1. Installing the require software

1.1. Git

Git is a free & open source, distributed version control system designed to handle everything from small to very large projects with speed and efficiency. The distributed nature of git allows for optimal collaboration, and as such is the SCM of choice for the jquery.tools project.

Download & Resources
Book

2. Getting the code

git clone git://github.com/jquerytools/jquerytools.git

3. Pick a branch

We may have more then 1 active branch, aka 1.2 and 1.1.2:

git branch --track 1-1-2-stable origin/1-1-2-stable
git checkout 1-1-2-stable

4. Running the jquery.tools test suite

Depends on the final test framework, but loading the tests in a browser will work. Coverage should include all A grade browsers (this might be annoying for people to do, but is very important).

5. Forking jquery.tools
git clone git://github.com/jquerytools/jquerytools.git
cd jquerytools
git checkout -b my_new_branch_full_of_awesome

6. Code Writing

6.1. Testing

All code changes, fixes, refactorings, and additions require adequate test coverage. This is to ensure the stability of the code base, and that future contributions do not break current features.

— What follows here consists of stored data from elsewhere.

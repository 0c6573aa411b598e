use serde::{Deserialize, Serialize};
use std::path::Path;
use tracing::warn;

/// Current operational state of the daemon.
#[derive(Debug, Serialize, Deserialize, PartialEq, Clone)]
#[serde(rename_all = "lowercase")]
pub enum DaemonState {
    /// Listening for the hotkey; no recorder process is running.
    Idle,
    /// The backend's recorder process is running.
    Recording,
}

/// Runtime status written by the daemon as JSON for the settings UI and scripts.
#[derive(Debug, Serialize, Deserialize, Clone)]
pub struct DaemonStatus {
    /// Daemon binary version (set from Cargo.toml at compile time).
    pub version: String,
    /// Current operational state.
    pub state: DaemonState,
    /// Name of the keyboard being watched, if one is open.
    #[serde(skip_serializing_if = "Option::is_none")]
    pub keyboard: Option<String>,
    /// RFC 3339 timestamp of the last hotkey action that started a program.
    #[serde(skip_serializing_if = "Option::is_none")]
    pub last_trigger: Option<String>,
    /// Human-readable message for the most recent non-fatal error.
    #[serde(skip_serializing_if = "Option::is_none")]
    pub error: Option<String>,
}

impl DaemonStatus {
    /// Constructs the initial idle status on daemon startup.
    pub fn new() -> Self {
        Self {
            version: env!("CARGO_PKG_VERSION").to_string(),
            state: DaemonState::Idle,
            keyboard: None,
            last_trigger: None,
            error: None,
        }
    }

    /// Stamps `last_trigger` with the current local time.
    pub fn mark_triggered(&mut self) {
        self.last_trigger = Some(chrono::Local::now().to_rfc3339());
    }
}

impl Default for DaemonStatus {
    fn default() -> Self {
        Self::new()
    }
}

/// Serializes `status` to JSON and writes it to `path`.
/// Creates the parent directory if it does not exist.
/// Failures are logged and otherwise ignored; a status write must never
/// take the daemon down.
pub fn write_status(path: &Path, status: &DaemonStatus) {
    if let Some(parent) = path.parent() {
        if let Err(e) = std::fs::create_dir_all(parent) {
            warn!(dir = %parent.display(), error = %e, "failed to create status directory");
            return;
        }
    }
    match serde_json::to_string_pretty(status) {
        Ok(content) => {
            if let Err(e) = std::fs::write(path, content) {
                warn!(path = %path.display(), error = %e, "failed to write status file");
            }
        }
        Err(e) => warn!(error = %e, "failed to serialize status"),
    }
}
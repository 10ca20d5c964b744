//! Roster Tune entry point
//!
//! Reads a character roster, boosts every HP stat at or below the threshold,
//! and writes the adjusted roster to a new file.

use std::path::PathBuf;

use anyhow::Result;
use clap::Parser;

use roster_tune::consts::{DEFAULT_INPUT, DEFAULT_OUTPUT};

#[derive(Parser, Debug)]
#[command(name = "roster-tune", version, about = "Boost low HP stats in a character roster")]
struct Cli {
    /// Roster file to read
    #[arg(default_value = DEFAULT_INPUT)]
    input: PathBuf,
    /// File the adjusted roster is written to
    #[arg(default_value = DEFAULT_OUTPUT)]
    output: PathBuf,
}

fn main() -> Result<()> {
    env_logger::init();
    let cli = Cli::parse();

    let report = roster_tune::adjust_hp(&cli.input, &cli.output)?;
    log::info!(
        "Boosted {} of {} characters",
        report.boosted,
        report.total
    );
    println!("Updated characters saved to {}", cli.output.display());

    Ok(())
}
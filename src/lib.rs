//! Roster Tune - a character roster maintenance tool
//!
//! Core modules:
//! - `roster`: In-memory HP adjustment over open character records
//! - `persistence`: JSON roster load/save

pub mod persistence;
pub mod roster;

pub use persistence::{load_roster, save_roster};
pub use roster::boost_low_hp;

use std::path::{Path, PathBuf};

/// Tuning constants
pub mod consts {
    /// Characters at or below this HP qualify for the boost
    pub const HP_THRESHOLD: i64 = 100;
    /// Flat HP increase applied to qualifying characters
    pub const HP_BOOST: i64 = 50;

    /// Default roster file read when no input path is given
    pub const DEFAULT_INPUT: &str = "characters.json";
    /// Default file the adjusted roster is written to
    pub const DEFAULT_OUTPUT: &str = "characters_updated.json";
}

/// Everything that can go wrong while adjusting a roster file
#[derive(Debug, thiserror::Error)]
pub enum RosterError {
    #[error("failed to read {}", path.display())]
    Read {
        path: PathBuf,
        source: std::io::Error,
    },
    #[error("invalid JSON in {}", path.display())]
    Parse {
        path: PathBuf,
        source: serde_json::Error,
    },
    #[error("expected a top-level JSON array in {}", path.display())]
    NotAnArray { path: PathBuf },
    #[error("character at index {index} has a non-numeric HP value")]
    BadHp { index: usize },
    #[error("failed to write {}", path.display())]
    Write {
        path: PathBuf,
        source: std::io::Error,
    },
}

/// Outcome of one adjustment pass
#[derive(Debug, Clone, Copy, PartialEq, Eq)]
pub struct AdjustReport {
    /// Records in the roster
    pub total: usize,
    /// Records whose HP was boosted
    pub boosted: usize,
}

/// Load the roster at `input_path`, boost every character at or below the HP
/// threshold, and write the result to `output_path`.
///
/// All-or-nothing: any failure aborts before `output_path` is produced.
pub fn adjust_hp(input_path: &Path, output_path: &Path) -> Result<AdjustReport, RosterError> {
    let mut characters = persistence::load_roster(input_path)?;
    let boosted = roster::boost_low_hp(&mut characters)?;
    persistence::save_roster(output_path, &characters)?;

    Ok(AdjustReport {
        total: characters.len(),
        boosted,
    })
}
// lib/src/occupancy.rs
//
// Keeps Resident.cot_id and Cot.resident_id mutually consistent across every
// mutating operation, and gates destructive operations on occupancy state.
// All writes go through the gateway, strictly sequentially; no write is
// issued before the previous one has returned.

use chrono::NaiveDate;
use std::sync::Arc;
use tracing::{info, warn};

use models::errors::HostelError;
use models::{
    Cot, Id, NewCot, NewResident, NewRoom, NewRoomHistory, Resident, ResidentStatus, Room,
};

use crate::gateway::HostelGateway;

pub struct OccupancyManager {
    gateway: Arc<dyn HostelGateway>,
}

impl OccupancyManager {
    pub fn new(gateway: Arc<dyn HostelGateway>) -> Self {
        OccupancyManager { gateway }
    }

    /// Creates or updates a resident as one logical command. When the cot
    /// link changes, the new cot's back-reference is set first and the old
    /// one cleared after; if a cot write fails after the resident row has
    /// been saved, the prior resident row is restored best-effort before the
    /// error propagates. The assignment trail is closed/appended on every
    /// change of cot.
    ///
    /// The target cot must be unoccupied or already held by this resident;
    /// this is re-checked against a fresh read, not just the caller's view.
    pub async fn assign_or_update_resident(
        &self,
        id: Option<Id>,
        data: NewResident,
        today: NaiveDate,
    ) -> Result<Resident, HostelError> {
        data.validate()?;

        let previous = match id {
            Some(id) => Some(
                self.gateway
                    .get_resident(id)
                    .await?
                    .ok_or_else(|| HostelError::NotFound(format!("resident {}", id)))?,
            ),
            None => None,
        };
        let previous_cot = previous.as_ref().and_then(|r| r.cot_id);

        // Only Active residents may hold a cot.
        if let Some(existing) = &previous {
            if existing.status != ResidentStatus::Active && data.cot_id.is_some() {
                return Err(HostelError::Conflict(
                    "cannot assign a cot to a non-active resident".to_string(),
                ));
            }
        }

        // Guard the target cot before any write.
        let target_cot = match data.cot_id {
            Some(cot_id) => {
                let cot = self
                    .gateway
                    .get_cot(cot_id)
                    .await?
                    .ok_or_else(|| HostelError::NotFound(format!("cot {}", cot_id)))?;
                match cot.resident_id {
                    Some(holder) if Some(holder) != id => {
                        return Err(HostelError::Conflict(format!(
                            "cot {} is already occupied",
                            cot_id
                        )));
                    }
                    _ => Some(cot),
                }
            }
            None => None,
        };

        let resident = match &previous {
            Some(existing) => {
                let mut updated = data.clone().into_resident(existing.id);
                updated.status = existing.status;
                self.gateway.update_resident(updated).await?
            }
            None => self.gateway.insert_resident(data.clone()).await?,
        };

        let new_cot = resident.cot_id;
        if new_cot != previous_cot {
            if let Some(cot) = target_cot {
                let mut updated = cot;
                updated.resident_id = Some(resident.id);
                if let Err(err) = self.gateway.update_cot(updated).await {
                    self.compensate_resident_write(&previous, &resident).await;
                    return Err(err);
                }
            }
            if let Some(prev_id) = previous_cot {
                if let Some(mut prev_cot) = self.gateway.get_cot(prev_id).await? {
                    if prev_cot.resident_id == Some(resident.id) {
                        prev_cot.resident_id = None;
                        if let Err(err) = self.gateway.update_cot(prev_cot).await {
                            self.compensate_resident_write(&previous, &resident).await;
                            return Err(err);
                        }
                    }
                }
            }
            self.record_assignment_change(&resident, new_cot, today).await?;
            info!(
                resident = resident.id,
                previous = ?previous_cot,
                new = ?new_cot,
                "cot assignment changed"
            );
        }

        Ok(resident)
    }

    /// Rolls the resident row back after a failed cot write. Best effort:
    /// a failure here is logged and swallowed so the original error is the
    /// one the caller sees.
    async fn compensate_resident_write(
        &self,
        previous: &Option<Resident>,
        saved: &Resident,
    ) {
        let outcome = match previous {
            Some(prior) => self.gateway.update_resident(prior.clone()).await.map(|_| ()),
            None => {
                let mut detached = saved.clone();
                detached.cot_id = None;
                self.gateway.update_resident(detached).await.map(|_| ())
            }
        };
        if let Err(err) = outcome {
            warn!(resident = saved.id, %err, "compensation after failed cot write also failed");
        }
    }

    /// Closes the resident's open history entry and, when a cot was newly
    /// assigned, appends a fresh one with denormalized room and cot names.
    async fn record_assignment_change(
        &self,
        resident: &Resident,
        new_cot: Option<Id>,
        today: NaiveDate,
    ) -> Result<(), HostelError> {
        self.close_open_history(resident.id, today).await?;

        if let Some(cot_id) = new_cot {
            let cot = self
                .gateway
                .get_cot(cot_id)
                .await?
                .ok_or_else(|| HostelError::NotFound(format!("cot {}", cot_id)))?;
            let room_name = self
                .gateway
                .get_room(cot.room_id)
                .await?
                .map(|r| r.name)
                .unwrap_or_default();
            self.gateway
                .insert_room_history(NewRoomHistory {
                    resident_id: resident.id,
                    room_name,
                    cot_name: cot.name,
                    start_date: today,
                })
                .await?;
        }
        Ok(())
    }

    async fn close_open_history(&self, resident_id: Id, today: NaiveDate) -> Result<(), HostelError> {
        let history = self.gateway.list_room_history().await?;
        for mut entry in history
            .into_iter()
            .filter(|h| h.resident_id == resident_id && h.end_date.is_none())
        {
            entry.end_date = Some(today);
            self.gateway.update_room_history(entry).await?;
        }
        Ok(())
    }

    /// Moves a resident between lifecycle states. Leaving Active releases
    /// the held cot on both sides of the link and closes the open history
    /// entry. Re-activating never assigns a cot. Calling with the current
    /// status is a no-op.
    pub async fn change_resident_status(
        &self,
        id: Id,
        status: ResidentStatus,
        today: NaiveDate,
    ) -> Result<Resident, HostelError> {
        let resident = self
            .gateway
            .get_resident(id)
            .await?
            .ok_or_else(|| HostelError::NotFound(format!("resident {}", id)))?;

        if resident.status == status {
            return Ok(resident);
        }

        let held_cot = resident.cot_id;
        let mut updated = resident;
        updated.status = status;
        if status != ResidentStatus::Active {
            updated.cot_id = None;
        }
        let updated = self.gateway.update_resident(updated).await?;

        if status != ResidentStatus::Active {
            if let Some(cot_id) = held_cot {
                if let Some(mut cot) = self.gateway.get_cot(cot_id).await? {
                    if cot.resident_id == Some(id) {
                        cot.resident_id = None;
                        self.gateway.update_cot(cot).await?;
                    }
                }
            }
            self.close_open_history(id, today).await?;
            info!(resident = id, %status, "resident left active state, cot released");
        }

        Ok(updated)
    }

    /// Soft-delete recovery: Deleted -> Active. The resident comes back
    /// cot-less; assignment is a separate step.
    pub async fn restore_resident(&self, id: Id, today: NaiveDate) -> Result<Resident, HostelError> {
        self.change_resident_status(id, ResidentStatus::Active, today)
            .await
    }

    pub async fn add_room(&self, new: NewRoom) -> Result<Room, HostelError> {
        new.validate()?;
        self.gateway.insert_room(new).await
    }

    pub async fn add_cot(&self, new: NewCot) -> Result<Cot, HostelError> {
        new.validate()?;
        self.gateway
            .get_room(new.room_id)
            .await?
            .ok_or_else(|| HostelError::NotFound(format!("room {}", new.room_id)))?;
        self.gateway.insert_cot(new).await
    }

    /// Refused while any cot in the room is occupied; nothing is persisted
    /// on refusal. On success the room's (free) cots go with it.
    pub async fn delete_room(&self, room_id: Id) -> Result<(), HostelError> {
        self.gateway
            .get_room(room_id)
            .await?
            .ok_or_else(|| HostelError::NotFound(format!("room {}", room_id)))?;

        let cots: Vec<Cot> = self
            .gateway
            .list_cots()
            .await?
            .into_iter()
            .filter(|c| c.room_id == room_id)
            .collect();
        if cots.iter().any(Cot::is_occupied) {
            return Err(HostelError::Conflict("room has occupied cots".to_string()));
        }
        for cot in cots {
            self.gateway.delete_cot(cot.id).await?;
        }
        self.gateway.delete_room(room_id).await
    }

    pub async fn delete_cot(&self, cot_id: Id) -> Result<(), HostelError> {
        let cot = self
            .gateway
            .get_cot(cot_id)
            .await?
            .ok_or_else(|| HostelError::NotFound(format!("cot {}", cot_id)))?;
        if cot.is_occupied() {
            return Err(HostelError::Conflict(
                "cannot delete an occupied cot".to_string(),
            ));
        }
        self.gateway.delete_cot(cot_id).await
    }
}
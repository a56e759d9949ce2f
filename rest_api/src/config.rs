// rest_api/src/config.rs

use anyhow::{Context, Result};
use serde::Deserialize;
use std::fs;
use std::path::PathBuf;

/// Server-wide configuration, loaded from a YAML file under a `hostel:`
/// wrapper key. Every field has a default so a missing file still yields a
/// working development setup.
#[derive(Debug, Clone, Deserialize)]
#[serde(default)]
pub struct HostelConfig {
    pub host: String,
    pub port: u16,
    pub data_directory: String,
    pub hostel_name: String,
    pub jwt_secret: String,
    pub text_api_url: String,
    pub text_api_key: String,
    pub text_model: String,
    pub admin_email: String,
    pub admin_password: String,
}

impl Default for HostelConfig {
    fn default() -> Self {
        HostelConfig {
            host: "127.0.0.1".to_string(),
            port: 8082,
            data_directory: "hostel_data".to_string(),
            hostel_name: "Good Shepherd Ladies Hostel".to_string(),
            jwt_secret: "dev-only-secret-change-me-32-bytes!!".to_string(),
            text_api_url: "https://generativelanguage.googleapis.com".to_string(),
            text_api_key: String::new(),
            text_model: "gemini-2.5-flash".to_string(),
            admin_email: "admin@hostel.local".to_string(),
            admin_password: "change-me".to_string(),
        }
    }
}

// Wrapper matching the `hostel:` key in the YAML file.
#[derive(Debug, Deserialize)]
struct HostelConfigWrapper {
    hostel: HostelConfig,
}

/// Loads the configuration. A missing path (or `None`) falls back to the
/// defaults; a present but malformed file is an error.
pub fn load_hostel_config(config_file_path: Option<PathBuf>) -> Result<HostelConfig> {
    let path = match config_file_path {
        Some(path) => path,
        None => return Ok(HostelConfig::default()),
    };
    if !path.exists() {
        return Ok(HostelConfig::default());
    }
    let content = fs::read_to_string(&path)
        .with_context(|| format!("failed to read config file {}", path.display()))?;
    let wrapper: HostelConfigWrapper = serde_yaml2::from_str(&content)
        .map_err(|e| anyhow::anyhow!("failed to parse config file {}: {}", path.display(), e))?;
    Ok(wrapper.hostel)
}
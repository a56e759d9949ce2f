// server/src/main.rs
//
// Entry point for the hostel backend: parse arguments, load configuration,
// open the store, seed the first admin, and serve the REST API.

use anyhow::{Context, Result};
use clap::Parser;
use std::net::SocketAddr;
use std::path::PathBuf;
use std::sync::Arc;
use tracing::info;

use lib::gateway::{HostelGateway, MemoryGateway, SledGateway};
use lib::reminders::HttpTextGenerator;
use rest_api::{AppState, load_hostel_config, run_rest_api_server};

#[derive(Debug, Parser)]
#[command(name = "hostel-server", about = "Hostel management backend")]
struct Args {
    /// Path to the YAML configuration file.
    #[arg(long)]
    config: Option<PathBuf>,

    /// Override the configured bind host.
    #[arg(long)]
    host: Option<String>,

    /// Override the configured port.
    #[arg(long)]
    port: Option<u16>,

    /// Override the configured data directory.
    #[arg(long)]
    data_dir: Option<PathBuf>,

    /// Run with a throwaway in-memory store instead of sled.
    #[arg(long)]
    in_memory: bool,
}

#[tokio::main]
async fn main() -> Result<()> {
    tracing_subscriber::fmt()
        .with_env_filter(
            tracing_subscriber::EnvFilter::try_from_default_env()
                .unwrap_or_else(|_| "info".into()),
        )
        .init();

    let args = Args::parse();
    let mut config = load_hostel_config(args.config).context("failed to load configuration")?;
    if let Some(host) = args.host {
        config.host = host;
    }
    if let Some(port) = args.port {
        config.port = port;
    }
    if let Some(data_dir) = args.data_dir {
        config.data_directory = data_dir.display().to_string();
    }

    let gateway: Arc<dyn HostelGateway> = if args.in_memory {
        info!("using in-memory store; data will not survive restarts");
        Arc::new(MemoryGateway::new())
    } else {
        Arc::new(
            SledGateway::open(&config.data_directory)
                .with_context(|| format!("failed to open store at {}", config.data_directory))?,
        )
    };

    security::seed_admin(gateway.as_ref(), &config.admin_email, &config.admin_password)
        .await
        .context("failed to seed admin account")?;

    let generator = Arc::new(HttpTextGenerator::new(
        config.text_api_url.clone(),
        config.text_api_key.clone(),
        config.text_model.clone(),
    ));

    let addr: SocketAddr = format!("{}:{}", config.host, config.port)
        .parse()
        .with_context(|| format!("invalid bind address {}:{}", config.host, config.port))?;

    let state = AppState::new(gateway, generator, config);
    run_rest_api_server(state, addr).await
}
// lib/src/reminders.rs
//
// Natural-language reminder and notice text. The generator is an external
// black box that returns a string or fails; the payment-reminder flow must
// always complete, so it falls back to a deterministic template.

use async_trait::async_trait;
use tracing::warn;

use models::errors::HostelError;
use models::{Payment, Resident};

#[async_trait]
pub trait TextGenerator: Send + Sync {
    async fn generate(&self, prompt: &str) -> Result<String, HostelError>;
}

/// generateContent-style HTTP backend.
pub struct HttpTextGenerator {
    client: reqwest::Client,
    api_url: String,
    api_key: String,
    model: String,
}

impl HttpTextGenerator {
    pub fn new(api_url: String, api_key: String, model: String) -> Self {
        HttpTextGenerator {
            client: reqwest::Client::new(),
            api_url,
            api_key,
            model,
        }
    }
}

#[async_trait]
impl TextGenerator for HttpTextGenerator {
    async fn generate(&self, prompt: &str) -> Result<String, HostelError> {
        let url = format!(
            "{}/v1beta/models/{}:generateContent?key={}",
            self.api_url.trim_end_matches('/'),
            self.model,
            self.api_key
        );
        let body = serde_json::json!({
            "contents": [{ "parts": [{ "text": prompt }] }],
            "generationConfig": { "temperature": 0.7, "maxOutputTokens": 256 }
        });

        let response = self
            .client
            .post(&url)
            .json(&body)
            .send()
            .await
            .map_err(|e| HostelError::Generation(format!("text API request failed: {}", e)))?;
        if !response.status().is_success() {
            return Err(HostelError::Generation(format!(
                "text API returned {}",
                response.status()
            )));
        }
        let payload: serde_json::Value = response
            .json()
            .await
            .map_err(|e| HostelError::Generation(format!("text API response unreadable: {}", e)))?;

        payload
            .pointer("/candidates/0/content/parts/0/text")
            .and_then(|v| v.as_str())
            .map(|s| s.trim().to_string())
            .ok_or_else(|| HostelError::Generation("text API returned no text".to_string()))
    }
}

/// Indian digit grouping: last three digits, then pairs (12,34,567).
pub fn format_inr(amount: i64) -> String {
    let negative = amount < 0;
    let digits = amount.unsigned_abs().to_string();
    let mut grouped = String::new();
    let len = digits.len();
    for (i, ch) in digits.chars().enumerate() {
        let remaining = len - i;
        if i > 0 && (remaining == 3 || (remaining > 3 && (remaining - 3) % 2 == 0)) {
            grouped.push(',');
        }
        grouped.push(ch);
    }
    if negative {
        format!("-{}", grouped)
    } else {
        grouped
    }
}

pub fn notice_prompt(hostel_name: &str, keywords: &str) -> String {
    format!(
        "Generate a concise, friendly, and well-formatted notice for a ladies' hostel \
         notice board based on the following keywords. The hostel is named '{}'. The \
         notice should be clear and easy to read. Keywords: \"{}\"",
        hostel_name, keywords
    )
}

pub fn payment_reminder_prompt(hostel_name: &str, resident: &Resident, payment: &Payment) -> String {
    format!(
        "Generate a polite but firm reminder message for a resident of '{}' about an \
         overdue rent payment, suitable for SMS or a short email. Resident Name: {}. \
         Overdue Amount: \u{20B9}{}. Original Due Date: {}. The tone should be \
         professional and courteous, but make it clear that the payment is now overdue \
         and requires prompt attention. Sign off from \"{} Management\".",
        hostel_name,
        resident.name,
        format_inr(payment.amount),
        payment.date.format("%d/%m/%Y"),
        hostel_name
    )
}

/// Deterministic template used whenever generation fails.
pub fn fallback_reminder(hostel_name: &str, resident: &Resident, payment: &Payment) -> String {
    format!(
        "Dear {}, this is a reminder that your payment of \u{20B9}{} was due on {}. \
         Please make the payment at your earliest convenience. Thank you, {} Management.",
        resident.name,
        format_inr(payment.amount),
        payment.date.format("%d/%m/%Y"),
        hostel_name
    )
}

/// Always yields a reminder: the generated text when the service succeeds,
/// the template otherwise. The boolean reports whether the fallback fired.
pub async fn payment_reminder(
    generator: &dyn TextGenerator,
    hostel_name: &str,
    resident: &Resident,
    payment: &Payment,
) -> (String, bool) {
    let prompt = payment_reminder_prompt(hostel_name, resident, payment);
    match generator.generate(&prompt).await {
        Ok(text) => (text, false),
        Err(err) => {
            warn!(%err, resident = resident.id, "reminder generation failed, using template");
            (fallback_reminder(hostel_name, resident, payment), true)
        }
    }
}

/// Notice generation has no fallback; a failure aborts the action.
pub async fn generate_notice(
    generator: &dyn TextGenerator,
    hostel_name: &str,
    keywords: &str,
) -> Result<String, HostelError> {
    generator.generate(&notice_prompt(hostel_name, keywords)).await
}

#[cfg(test)]
mod tests {
    use super::*;
    use models::{MealPlan, PaymentStatus, ResidentRole, ResidentStatus, ResidentType};

    struct FailingGenerator;

    #[async_trait]
    impl TextGenerator for FailingGenerator {
        async fn generate(&self, _prompt: &str) -> Result<String, HostelError> {
            Err(HostelError::Generation("quota exhausted".to_string()))
        }
    }

    struct CannedGenerator(&'static str);

    #[async_trait]
    impl TextGenerator for CannedGenerator {
        async fn generate(&self, _prompt: &str) -> Result<String, HostelError> {
            Ok(self.0.to_string())
        }
    }

    fn sample_resident() -> Resident {
        Resident {
            id: 1,
            account_id: None,
            role: ResidentRole::Resident,
            name: "Asha".to_string(),
            date_of_birth: None,
            resident_type: ResidentType::Student,
            phone: None,
            email: "asha@example.com".to_string(),
            guardian_name: None,
            guardian_phone: None,
            national_id: None,
            cot_id: None,
            rent: 8000,
            deposit_amount: 5000,
            meal_plan: MealPlan::default(),
            status: ResidentStatus::Active,
        }
    }

    fn sample_payment() -> Payment {
        Payment {
            id: 9,
            resident_id: 1,
            amount: 12500,
            date: "2024-03-05".parse().unwrap(),
            status: PaymentStatus::Overdue,
            description: "March rent".to_string(),
        }
    }

    #[test]
    fn should_group_digits_indian_style() {
        assert_eq!(format_inr(500), "500");
        assert_eq!(format_inr(8000), "8,000");
        assert_eq!(format_inr(12500), "12,500");
        assert_eq!(format_inr(1234567), "12,34,567");
        assert_eq!(format_inr(-8000), "-8,000");
    }

    #[tokio::test]
    async fn should_use_generated_text_when_service_succeeds() {
        let (text, fell_back) = payment_reminder(
            &CannedGenerator("Please pay soon."),
            "Good Shepherd Ladies Hostel",
            &sample_resident(),
            &sample_payment(),
        )
        .await;
        assert_eq!(text, "Please pay soon.");
        assert!(!fell_back);
    }

    #[tokio::test]
    async fn should_fall_back_to_template_with_substituted_details() {
        let (text, fell_back) = payment_reminder(
            &FailingGenerator,
            "Good Shepherd Ladies Hostel",
            &sample_resident(),
            &sample_payment(),
        )
        .await;
        assert!(fell_back);
        assert!(text.contains("Dear Asha"));
        assert!(text.contains("\u{20B9}12,500"));
        assert!(text.contains("05/03/2024"));
        assert!(text.contains("Good Shepherd Ladies Hostel Management"));
    }

    #[tokio::test]
    async fn should_propagate_notice_generation_failure() {
        let err = generate_notice(&FailingGenerator, "Hostel", "water maintenance")
            .await
            .unwrap_err();
        assert!(matches!(err, HostelError::Generation(_)));
    }
}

Read about our testing requirements.

6.2. New Features and Code additions

The jQuery.tools team welcomes code additions and features. The new additions must conform to the projects direction and philosophy, generally accepted javascript best pattern idioms.

7. Re-integration

7.1. Updating your copy of jquerytools

Update your copy of jQuery.tools. It is likely that other changes to jQuery.tools have happened while you were working. Go get them:

git checkout master
git pull

Now apply your patch on top of the latest changes:

git checkout my_new_branch_full_of_awesome
git rebase master

No conflicts? Tests still pass? Change still seems reasonable to you? Then move on.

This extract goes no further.